• '17 '16

    @Der:

    Have you guys heard of the McCollum memo?

    On October 7, 1940, Lieutenant Commander Arthur McCollum of the Office of Naval Intelligence submitted a memo to Navy Captains Walter Anderson and Dudley Knox. Captains Anderson and Knox were two of President Roosevelt’s most trusted military advisors.

    The memo, scanned below, detailed an 8 step plan to provoke Japan into attacking the United States. President Roosevelt, over the course of 1941, implemented all 8 of the recommendations contained in the McCollum memo. Following the eighth provocation, Japan attacked. The public was told that it was a complete surprise, an “intelligence failure”, and America entered World War Two.

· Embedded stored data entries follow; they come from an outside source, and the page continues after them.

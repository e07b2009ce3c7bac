//! Domain error model.

use thiserror::Error;

/// Result type used across the domain layer.
pub type DomainResult<T> = Result<T, DomainError>;

/// Domain-level error.
///
/// Keep this focused on deterministic failures (validation, malformed
/// identifiers). Broker and storage concerns belong elsewhere.
#[derive(Debug, Error, Clone, PartialEq, Eq)]
pub enum DomainError {
    /// A value failed validation (e.g. malformed input).
    #[error("validation failed: {0}")]
    Validation(String),

    /// An identifier was invalid (e.g. empty).
    #[error("invalid identifier: {0}")]
    InvalidId(String),
}

impl DomainError {
    pub fn validation(msg: impl Into<String>) -> Self {
        Self::Validation(msg.into())
    }

    pub fn invalid_id(msg: impl Into<String>) -> Self {
        Self::InvalidId(msg.into())
    }
}
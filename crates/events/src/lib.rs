pub mod bus;
pub mod envelope;
pub mod in_memory_bus;
pub mod projection;

pub use bus::{
    CommandPublisher, CommandSource, DeadLetter, DeadLetterSink, InboundRecord, PublishError,
    RecordError, RecordPosition, SourceError,
};
pub use envelope::{Action, CommandEnvelope, DecodeError, Payload};
pub use in_memory_bus::{InMemoryCommandLog, InMemoryCommandSource, InMemoryDeadLetters};
pub use projection::Projection;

    http://www.whatreallyhappened.com/WRHARTICLES/McCollum/index.html

    Yes, the first time I came to the conclusion that FDR knew there was going to be an attack on Pearl Harbor around 6 to 8th December 1941. But it was draw because of other details on the web site and not only on that memo. About Carrier not in Pearl, I thought it was intended. But, the general importance on Battleships was still mainstream and in mind of Admirals the best naval weapon to secure. At that time, Carriers and planes were not proven first class Naval weapon. So, it cannot be considered as a voluntary bait. In fact, the real danger was :  “E. Send two divisions of submarines to the Orient.”, as Battle of Atlantic was demonstrating to all at that time, and not “F. Keep the main strength of the U.S. fleet now in the Pacific in the vicinity of the Hawaiian Islands.” But to let voluntarily crushing this fleet seems plainly dumb. Any military adviser would have discarded this to FDR.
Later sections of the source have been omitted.